Dan Weber’s Op-Ed as seen on FoxNews.com
President Trump discussed many important issues in his State of the Union address Tuesday, but left out one of the most important – the need for major reforms in two giant earned benefit programs for senior citizens, Social Security and Medicare, that account for most mandatory federal spending.
With control of both houses of Congress and the White House, Republicans have the opportunity now to make the reforms needed to prevent these two critically important programs from running out of money in the decades ahead.
The Social Security Trust Fund, for example, is projected to be depleted by 2035. The Social Security Board of Trustees says that means Social Security recipients will than get only 75 percent of benefits after that unless changes are made.
Republicans in Congress have shown that when they stand together they can do big and necessary things – witness their passage of tax cuts at the end of last year. Now with a new year and an administration that has found its footing, it’s time for a moonshot to save America’s earned benefit programs before they go broke and bankrupt us all.
I understand as well as anyone that many politicians believe that the mere mention of reforms to Social Security and Medicare will raise the ire of senior citizens.
Earned benefit reform has been dubbed over and over again as the “third rail” of American politics, a political death sentence for anyone who dares to touch it. But as the head of one of the largest senior citizens’ groups in America, with more than 1 million dues-paying members, I don’t believe that is true anymore.
Seniors are tired of being manipulated on these issues by organizations claiming to speak for them. Mature Americans are smart enough to understand that the dire risk to our earned benefit programs will not only hurt them, but their children and grandchildren who depend on their sustainability.
Together, Medicare, Medicaid, Social Security, and welfare programs provide essential funds and services to low-income Americans, people with disabilities, senior citizens, and others who find themselves in need of extra help. The great thing about Americans, though, is that we are a people who appreciate a hand up, not a handout.

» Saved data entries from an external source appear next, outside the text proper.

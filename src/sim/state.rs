//! Game state and core simulation types
//!
//! Everything that changes from frame to frame lives in [`GameState`]. The
//! collaborators (level provider, physics engine) are held by the session.

use std::sync::Arc;

use glam::Vec2;
use rand::{Rng, SeedableRng};
use rand_pcg::Pcg32;

use super::agent::{Agent, AgentId, AnimationSet, Facing, Role};
use super::camera::Camera;
use super::geometry::{LevelGeometry, Rect};
use super::projectile::Projectile;
use crate::level::LevelData;
use crate::tuning::Tuning;

/// Current phase of the session
#[derive(Debug, Clone, Copy, PartialEq, Eq)]
pub enum GamePhase {
    /// Active gameplay
    Playing,
    /// Lives exhausted; waiting for a restart trigger
    GameOver,
    /// No further level exists; waiting for a restart trigger
    Won,
}

impl GamePhase {
    pub fn is_terminal(self) -> bool {
        !matches!(self, GamePhase::Playing)
    }
}

/// Notable things that happened during a frame, for audio and HUD
#[derive(Debug, Clone, PartialEq)]
pub enum GameEvent {
    ShotFired { owner: AgentId },
    CoinCollected { score: u32 },
    BonusLife { lives: u32 },
    EnemyDestroyed { id: AgentId },
    EnemyRespawned { id: AgentId },
    PlayerDied { lives_left: u32 },
    LevelLoaded { index: u32 },
    LevelComplete { index: u32 },
    GameOver { level: u32 },
    Won { level: u32 },
    Restarted,
}

/// Frame tables for each role
#[derive(Debug, Clone)]
pub struct Sprites {
    pub player: Arc<AnimationSet>,
    pub enemy: Arc<AnimationSet>,
}

impl Sprites {
    pub fn new(player: AnimationSet, enemy: AnimationSet) -> Self {
        Self {
            player: Arc::new(player),
            enemy: Arc::new(enemy),
        }
    }
}

impl Default for Sprites {
    fn default() -> Self {
        Self::new(
            AnimationSet::with_prefix("player", 2),
            AnimationSet::with_prefix("enemy", 2),
        )
    }
}

/// Purely visual layers, passed through for the renderer
#[derive(Debug, Clone, Default, PartialEq)]
pub struct Scenery {
    pub background: Vec<Rect>,
    pub foreground: Vec<Rect>,
}

/// Complete per-session simulation state
#[derive(Debug, Clone)]
pub struct GameState {
    /// Run seed for reproducibility
    pub seed: u64,
    /// Shared random source for enemy decisions and respawns
    pub rng: Pcg32,
    /// 1-based index of the loaded level (0 before the first load)
    pub level_index: u32,
    /// Points collected on the current level
    pub score: u32,
    pub lives: u32,
    /// Reaching this x coordinate completes the level
    pub level_width: f32,
    pub phase: GamePhase,
    /// Frames simulated since the session started
    pub frame: u64,
    pub player: Agent,
    /// Live enemies (spawn order)
    pub enemies: Vec<Agent>,
    /// Live shots (spawn order)
    pub projectiles: Vec<Projectile>,
    pub coins: Vec<Rect>,
    pub geometry: LevelGeometry,
    pub scenery: Scenery,
    pub camera: Camera,
    /// Events since the host last drained them
    pub events: Vec<GameEvent>,
    pub(crate) tuning: Tuning,
    sprites: Sprites,
    next_id: u32,
}

impl GameState {
    /// Fresh session state with no level installed yet
    pub fn new(tuning: Tuning, sprites: Sprites, seed: u64) -> Self {
        let player = Agent::new(
            AgentId(1),
            Role::Player,
            Vec2::ZERO,
            tuning.player_size,
            tuning.agent_scale,
            Arc::clone(&sprites.player),
        );
        Self {
            seed,
            rng: Pcg32::seed_from_u64(seed),
            level_index: 0,
            score: 0,
            lives: tuning.starting_lives,
            level_width: 0.0,
            phase: GamePhase::Playing,
            frame: 0,
            player,
            enemies: Vec::new(),
            projectiles: Vec::new(),
            coins: Vec::new(),
            geometry: LevelGeometry::default(),
            scenery: Scenery::default(),
            camera: Camera::new(tuning.viewport),
            events: Vec::new(),
            tuning,
            sprites,
            next_id: 2,
        }
    }

    pub fn tuning(&self) -> &Tuning {
        &self.tuning
    }

    /// Allocate a new entity ID
    pub fn next_entity_id(&mut self) -> u32 {
        let id = self.next_id;
        self.next_id += 1;
        id
    }

    pub fn enemy_count(&self) -> usize {
        self.enemies.len()
    }

    /// Add an enemy at `center`, patrolling in a random direction
    pub fn spawn_enemy(&mut self, center: Vec2) -> AgentId {
        let id = AgentId(self.next_entity_id());
        let mut enemy = Agent::new(
            id,
            Role::Enemy,
            center,
            self.tuning.enemy_size,
            self.tuning.agent_scale,
            Arc::clone(&self.sprites.enemy),
        );
        let facing = if self.rng.random::<bool>() {
            Facing::Right
        } else {
            Facing::Left
        };
        enemy.facing = facing;
        enemy.body.velocity.x = facing.sign() * self.tuning.enemy_speed;
        self.enemies.push(enemy);
        id
    }

    /// Fire a shot from `shooter` (player or live enemy). Returns false if
    /// no such agent exists.
    pub fn shoot(&mut self, shooter: AgentId) -> bool {
        let id = self.next_entity_id();
        let agent = if self.player.id == shooter {
            Some(&self.player)
        } else {
            self.enemies.iter().find(|e| e.id == shooter)
        };
        let Some(agent) = agent else {
            return false;
        };
        let shot = Projectile::fired_by(id, agent, &self.tuning);
        log::trace!("Shot {id} fired by {shooter:?}");
        self.projectiles.push(shot);
        self.events.push(GameEvent::ShotFired { owner: shooter });
        true
    }

    /// Add points, granting one life per bonus threshold crossed.
    /// Returns the number of lives granted.
    pub fn add_score(&mut self, points: u32) -> u32 {
        let every = self.tuning.bonus_life_every.max(1);
        let before = self.score / every;
        self.score = self.score.saturating_add(points);
        let granted = self.score / every - before;
        if granted > 0 {
            self.lives += granted;
            log::info!("Bonus life at score {} ({} lives)", self.score, self.lives);
            self.events.push(GameEvent::BonusLife { lives: self.lives });
        }
        granted
    }

    /// Replace all per-level state with `level`. Lives persist; score resets.
    pub fn install_level(&mut self, index: u32, level: &LevelData) {
        self.level_index = index;
        self.score = 0;
        self.level_width = level.pixel_width();
        self.geometry = level.geometry();
        self.coins = level.coins.clone();
        self.scenery = Scenery {
            background: level.background.clone(),
            foreground: level.foreground.clone(),
        };
        self.projectiles.clear();

        self.enemies.clear();
        for &spawn in &level.spawns.enemies {
            self.spawn_enemy(spawn);
        }

        self.player.respawn_at(level.spawns.player);
        self.player.facing = Facing::Right;
        let target = self.camera.target_for(self.player.position(), 0.0);
        self.camera.snap_to(target);

        log::info!(
            "Level {} loaded: width={}px, enemies={}, coins={}",
            index,
            self.level_width,
            self.enemies.len(),
            self.coins.len()
        );
        self.events.push(GameEvent::LevelLoaded { index });
    }

    /// Back to the state of a new run: fresh score, lives and random stream
    pub fn reset_session(&mut self) {
        self.rng = Pcg32::seed_from_u64(self.seed);
        self.level_index = 0;
        self.score = 0;
        self.lives = self.tuning.starting_lives;
        self.phase = GamePhase::Playing;
        self.frame = 0;
        self.next_id = 2;
        self.enemies.clear();
        self.projectiles.clear();
    }
}

#[cfg(test)]
mod tests {
    use super::*;

    fn state() -> GameState {
        GameState::new(Tuning::default(), Sprites::default(), 42)
    }

    #[test]
    fn test_bonus_life_at_threshold() {
        let mut state = state();
        state.score = 90;
        let lives = state.lives;

        assert_eq!(state.add_score(10), 1);
        assert_eq!(state.score, 100);
        assert_eq!(state.lives, lives + 1);

        // No second grant until the next multiple
        assert_eq!(state.add_score(10), 0);
        assert_eq!(state.lives, lives + 1);
    }

    #[test]
    fn test_shoot_from_player_and_unknown() {
        let mut state = state();
        let player = state.player.id;
        assert!(state.shoot(player));
        assert_eq!(state.projectiles.len(), 1);
        assert_eq!(state.projectiles[0].owner, player);
        assert!(!state.shoot(AgentId(999)));
        assert_eq!(state.projectiles.len(), 1);
    }

    #[test]
    fn test_enemy_spawn_patrols() {
        let mut state = state();
        let id = state.spawn_enemy(Vec2::new(100.0, 50.0));
        let enemy = &state.enemies[0];
        assert_eq!(enemy.id, id);
        assert_ne!(id, state.player.id);
        assert_eq!(enemy.body.velocity.x.abs(), state.tuning().enemy_speed);
        assert_eq!(enemy.facing.sign(), enemy.body.velocity.x.signum());
    }

    #[test]
    fn test_ids_are_unique() {
        let mut state = state();
        let a = state.next_entity_id();
        let b = state.next_entity_id();
        assert_ne!(a, b);
        assert_ne!(a, state.player.id.0);
    }
}
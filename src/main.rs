//! Suzy headless runner
//!
//! Plays the bundled levels with a scripted controller and logs what happens.
//! Usage: `suzy [TUNING_JSON | easy | normal | hard] [LEVEL_DIR]`

#[cfg(not(target_arch = "wasm32"))]
fn main() -> suzy::Result<()> {
    use suzy::consts::{DEFAULT_SEED, FRAMES_PER_SECOND};
    use suzy::input::{Action, Controls, InputEvent};
    use suzy::sim::{GameEvent, GamePhase, PhysicsParams, PlatformerPhysics, Session, Sprites};
    use suzy::{Difficulty, JsonLevelDir, Tuning};

    env_logger::init();
    log::info!("Suzy (headless) starting...");

    let mut args = std::env::args().skip(1);
    let tuning = match args.next() {
        Some(arg) => match Difficulty::from_str(&arg) {
            Some(difficulty) => {
                log::info!("Difficulty: {}", difficulty.as_str());
                Tuning::from_difficulty(difficulty)
            }
            None => Tuning::load(arg)?,
        },
        None => Tuning::default(),
    };
    let levels = JsonLevelDir::new(
        args.next()
            .unwrap_or_else(|| concat!(env!("CARGO_MANIFEST_DIR"), "/levels").to_string()),
    );
    log::info!("Levels from {}", levels.root().display());

    let physics = PlatformerPhysics::new(PhysicsParams::from_tuning(&tuning));
    let mut session = Session::new(tuning, Sprites::default(), levels, physics, DEFAULT_SEED)?;

    let mut controls = Controls::new();
    controls.handle(InputEvent::Pressed(Action::Right));

    let max_frames = 120 * FRAMES_PER_SECOND;
    let mut frame = 0;
    while frame < max_frames && session.phase() == GamePhase::Playing {
        // Hop and shoot on a fixed rhythm
        if frame % 45 == 0 {
            controls.handle(InputEvent::Pressed(Action::Jump));
        }
        if frame % 90 == 30 {
            controls.handle(InputEvent::Pressed(Action::Fire));
        }

        session.tick(&controls.frame_input())?;
        for event in session.drain_events() {
            match event {
                GameEvent::ShotFired { .. } => log::trace!("{event:?}"),
                GameEvent::CoinCollected { .. } | GameEvent::EnemyRespawned { .. } => {
                    log::debug!("{event:?}")
                }
                _ => log::info!("frame {frame}: {event:?}"),
            }
        }
        frame += 1;
    }

    let state = session.state();
    log::info!(
        "Stopped after {} frames: {:?} on level {}, score {}, lives {}",
        frame,
        state.phase,
        state.level_index,
        state.score,
        state.lives
    );
    Ok(())
}

#[cfg(target_arch = "wasm32")]
fn main() {
    // Hosts drive the library directly on the web
}
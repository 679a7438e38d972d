//! Level/geometry provider boundary
//!
//! Levels are addressed by a 1-based index and named `level_{N}`. A provider
//! answers `Ok(None)` when a level does not exist: running past the last
//! level is how a playthrough is won, not a failure.

use std::path::{Path, PathBuf};

use glam::Vec2;
use serde::{Deserialize, Serialize};

use crate::consts::{MAP_SCALE, TILE_SIZE};
use crate::error::{Error, Result};
use crate::sim::geometry::{LevelGeometry, Platform, Rect};

/// Spawn points declared by a level
#[derive(Debug, Clone, Default, PartialEq, Serialize, Deserialize)]
pub struct Spawns {
    pub player: Vec2,
    #[serde(default)]
    pub enemies: Vec<Vec2>,
}

fn default_tile_size() -> f32 {
    TILE_SIZE
}

fn default_scale() -> f32 {
    MAP_SCALE
}

/// One level's named collections, in scaled pixel coordinates
#[derive(Debug, Clone, PartialEq, Serialize, Deserialize)]
pub struct LevelData {
    #[serde(default)]
    pub name: String,
    /// Map width in tiles
    pub width_tiles: u32,
    #[serde(default = "default_tile_size")]
    pub tile_size: f32,
    #[serde(default = "default_scale")]
    pub scale: f32,
    #[serde(default)]
    pub walls: Vec<Rect>,
    #[serde(default)]
    pub platforms: Vec<Platform>,
    #[serde(default)]
    pub ladders: Vec<Rect>,
    #[serde(default)]
    pub coins: Vec<Rect>,
    #[serde(default)]
    pub background: Vec<Rect>,
    #[serde(default)]
    pub foreground: Vec<Rect>,
    pub spawns: Spawns,
}

impl LevelData {
    /// Conventional resource name for a level index
    pub fn resource_name(index: u32) -> String {
        format!("level_{index}")
    }

    /// Total map width in pixels; the level-complete threshold
    pub fn pixel_width(&self) -> f32 {
        self.width_tiles as f32 * self.tile_size * self.scale
    }

    pub fn geometry(&self) -> LevelGeometry {
        LevelGeometry {
            walls: self.walls.clone(),
            platforms: self.platforms.clone(),
            ladders: self.ladders.clone(),
        }
    }

    pub fn from_json_str(index: u32, json: &str) -> Result<Self> {
        let level: Self =
            serde_json::from_str(json).map_err(|source| Error::LevelParse { index, source })?;
        level.validate(index)?;
        Ok(level)
    }

    /// Reject levels the simulation cannot run
    pub fn validate(&self, index: u32) -> Result<()> {
        let width = self.pixel_width();
        if !width.is_finite() || width <= 0.0 {
            return Err(Error::InvalidLevel {
                index,
                reason: format!("pixel width must be positive, got {width}"),
            });
        }
        if !self.spawns.player.is_finite() {
            return Err(Error::InvalidLevel {
                index,
                reason: "player spawn is not finite".into(),
            });
        }
        if self.spawns.enemies.iter().any(|s| !s.is_finite()) {
            return Err(Error::InvalidLevel {
                index,
                reason: "enemy spawn is not finite".into(),
            });
        }
        Ok(())
    }
}

/// Source of level data
pub trait LevelProvider {
    /// Resolve level `index`; `Ok(None)` when it does not exist
    fn load(&mut self, index: u32) -> Result<Option<LevelData>>;
}

/// Levels held in memory, index 1 first
#[derive(Debug, Clone, Default)]
pub struct InMemoryLevels {
    levels: Vec<LevelData>,
}

impl InMemoryLevels {
    pub fn new(levels: Vec<LevelData>) -> Self {
        Self { levels }
    }

    pub fn len(&self) -> usize {
        self.levels.len()
    }

    pub fn is_empty(&self) -> bool {
        self.levels.is_empty()
    }
}

impl LevelProvider for InMemoryLevels {
    fn load(&mut self, index: u32) -> Result<Option<LevelData>> {
        let Some(slot) = (index as usize).checked_sub(1) else {
            return Ok(None);
        };
        Ok(self.levels.get(slot).cloned())
    }
}

/// Directory of `level_{N}.json` files
#[derive(Debug, Clone)]
pub struct JsonLevelDir {
    root: PathBuf,
}

impl JsonLevelDir {
    pub fn new(root: impl Into<PathBuf>) -> Self {
        Self { root: root.into() }
    }

    pub fn root(&self) -> &Path {
        &self.root
    }

    pub fn path_for(&self, index: u32) -> PathBuf {
        self.root
            .join(LevelData::resource_name(index))
            .with_extension("json")
    }
}

impl LevelProvider for JsonLevelDir {
    fn load(&mut self, index: u32) -> Result<Option<LevelData>> {
        let path = self.path_for(index);
        let json = match std::fs::read_to_string(&path) {
            Ok(json) => json,
            Err(e) if e.kind() == std::io::ErrorKind::NotFound => {
                log::debug!("No level file at {}", path.display());
                return Ok(None);
            }
            Err(source) => return Err(Error::LevelIo { index, path, source }),
        };
        LevelData::from_json_str(index, &json).map(Some)
    }
}

#[cfg(test)]
mod tests {
    use super::*;

    const LEVEL_JSON: &str = r#"{
        "name": "meadow",
        "width_tiles": 40,
        "walls": [ { "center": [10.0, 32.0], "size": [20.0, 64.0] } ],
        "platforms": [
            { "rect": { "center": [1280.0, -32.0], "size": [2560.0, 64.0] } },
            { "rect": { "center": [600.0, 200.0], "size": [128.0, 16.0] },
              "velocity": [2.0, 0.0], "boundary_left": 500.0, "boundary_right": 800.0 }
        ],
        "coins": [ { "center": [300.0, 32.0], "size": [32.0, 32.0] } ],
        "spawns": { "player": [64.0, 32.0], "enemies": [[900.0, 32.0]] }
    }"#;

    #[test]
    fn test_parse_level() {
        let level = LevelData::from_json_str(1, LEVEL_JSON).unwrap();
        assert_eq!(level.name, "meadow");
        assert_eq!(level.pixel_width(), 40.0 * 128.0 * 0.5);
        assert_eq!(level.platforms.len(), 2);
        assert_eq!(level.platforms[1].boundary_right, Some(800.0));
        assert_eq!(level.platforms[0].velocity, Vec2::ZERO);
        assert_eq!(level.spawns.enemies, vec![Vec2::new(900.0, 32.0)]);
        assert!(level.ladders.is_empty());
    }

    #[test]
    fn test_zero_width_is_invalid() {
        let json = r#"{ "width_tiles": 0, "spawns": { "player": [0.0, 0.0] } }"#;
        let err = LevelData::from_json_str(3, json).unwrap_err();
        assert!(matches!(err, Error::InvalidLevel { index: 3, .. }));
    }

    #[test]
    fn test_malformed_is_parse_error() {
        let err = LevelData::from_json_str(2, "{").unwrap_err();
        assert!(matches!(err, Error::LevelParse { index: 2, .. }));
    }

    #[test]
    fn test_in_memory_absence() {
        let level = LevelData::from_json_str(1, LEVEL_JSON).unwrap();
        let mut levels = InMemoryLevels::new(vec![level]);
        assert!(levels.load(1).unwrap().is_some());
        assert!(levels.load(2).unwrap().is_none());
        assert!(levels.load(0).unwrap().is_none());
    }

    #[test]
    fn test_bundled_levels_parse() {
        let mut levels = JsonLevelDir::new(concat!(env!("CARGO_MANIFEST_DIR"), "/levels"));
        let first = levels.load(1).unwrap().unwrap();
        let second = levels.load(2).unwrap().unwrap();
        assert!(second.pixel_width() > first.pixel_width());
        assert!(!first.spawns.enemies.is_empty());
        assert!(levels.load(3).unwrap().is_none());
    }

    #[test]
    fn test_json_dir_naming_and_absence() {
        let dir = std::env::temp_dir().join(format!("suzy-levels-{}", std::process::id()));
        std::fs::create_dir_all(&dir).unwrap();
        std::fs::write(dir.join("level_1.json"), LEVEL_JSON).unwrap();

        let mut levels = JsonLevelDir::new(&dir);
        assert_eq!(levels.path_for(7), dir.join("level_7.json"));
        assert!(levels.load(1).unwrap().is_some());
        assert!(levels.load(2).unwrap().is_none());

        std::fs::remove_dir_all(&dir).unwrap();
    }
}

After years of deficit spending – especially considering the excesses of the Obama administration – these programs still remain the top contributors to our rising national debt and deficit, with $2.9 trillion of the debt held by the two Social Security Trust Funds. Washington’s worst-kept secret is that Social Security will soon be insolvent.
Fixing Social Security so that it continues to serve those who depend on it today and in future generations, while at the same time bringing excessive spending under control, has been a Republican priority for decades.
There are four straightforward action items that Congress should take this year to set Social Security on a path of sustainable future solvency:
1) Gradually increase the full retirement age for new retirees to 69 for people born in 1972 and later, from the current age of 66.
2) Gradually lower Social Security benefits for high-income earners, while keeping low- income earner benefits the same.
3) Implement a tiered approach to cost-of-living adjustments (COLA) for Social Security payments, giving higher increases to those making less than $50,000 per year.
4) Provide all earners the ability to save more with Early Retirement Accounts (ERAs), which provide tax-deductible savings and allow future retirees to begin accessing funds in their ERAs at age 62.
All of these ideas are part of what we call the Social Security Guarantee Act.
House Speaker Paul Ryan, R-Wis., has made it clear he intends to tackle earned benefit reform this year, and he has already entered into discussions on the issue with President Trump. This is a brave and responsible position, but he will need all the help he can get to persuade more timid politicians in the United States Senate to follow his lead.
The Senate shamefully bungled passage of a stand-alone repeal of ObamaCare, which all Senate Republicans had promised to do on the campaign stump for nearly a decade. They just barely passed President Trump’s tax reform package, after much grandstanding and will-they-or-won’t-they press games led by lame-duck senators.
The chamber that calls itself “the world’s greatest deliberative body” can actually live up to its name by buckling down and working together with the president and committed colleagues in the House to fix these earned benefit programs for future generations. But they will need courageous and visionary leaders like President Trump and Paul Ryan to show them the way.
If earned benefit reform finally becomes law on President Trump’s watch, his administration will come even closer to mirroring the legacy of one of this country’s greatest leaders and Trump’s own self-professed inspiration, President Ronald Reagan.
Along with cutting taxes, one of President Reagan’s major successes on the domestic front was his landmark Social Security reform, which he signed into law in 1983 after working closely with Democratic House Speaker Tip O’Neill of Massachusetts.
If President Reagan could enact Social Security reform with a Democratic majority in the House, shouldn’t it be easy for President Trump to pass a round of updated reforms when Republicans control all of Congress? You would think so.
The president is known for admiring loyalty, and America’s seniors have been a resolutely loyal part of his base, voting for him by an eight-point margin over Hillary Clinton in the 2016 election.
Older Americans remain some of President Trump’s staunchest supporters. Ensuring that Social Security remains solvent for them, their children and their grandchildren should be a central piece of the administration’s legislative agenda this year, and it would be a way for President Trump to reward them for their support.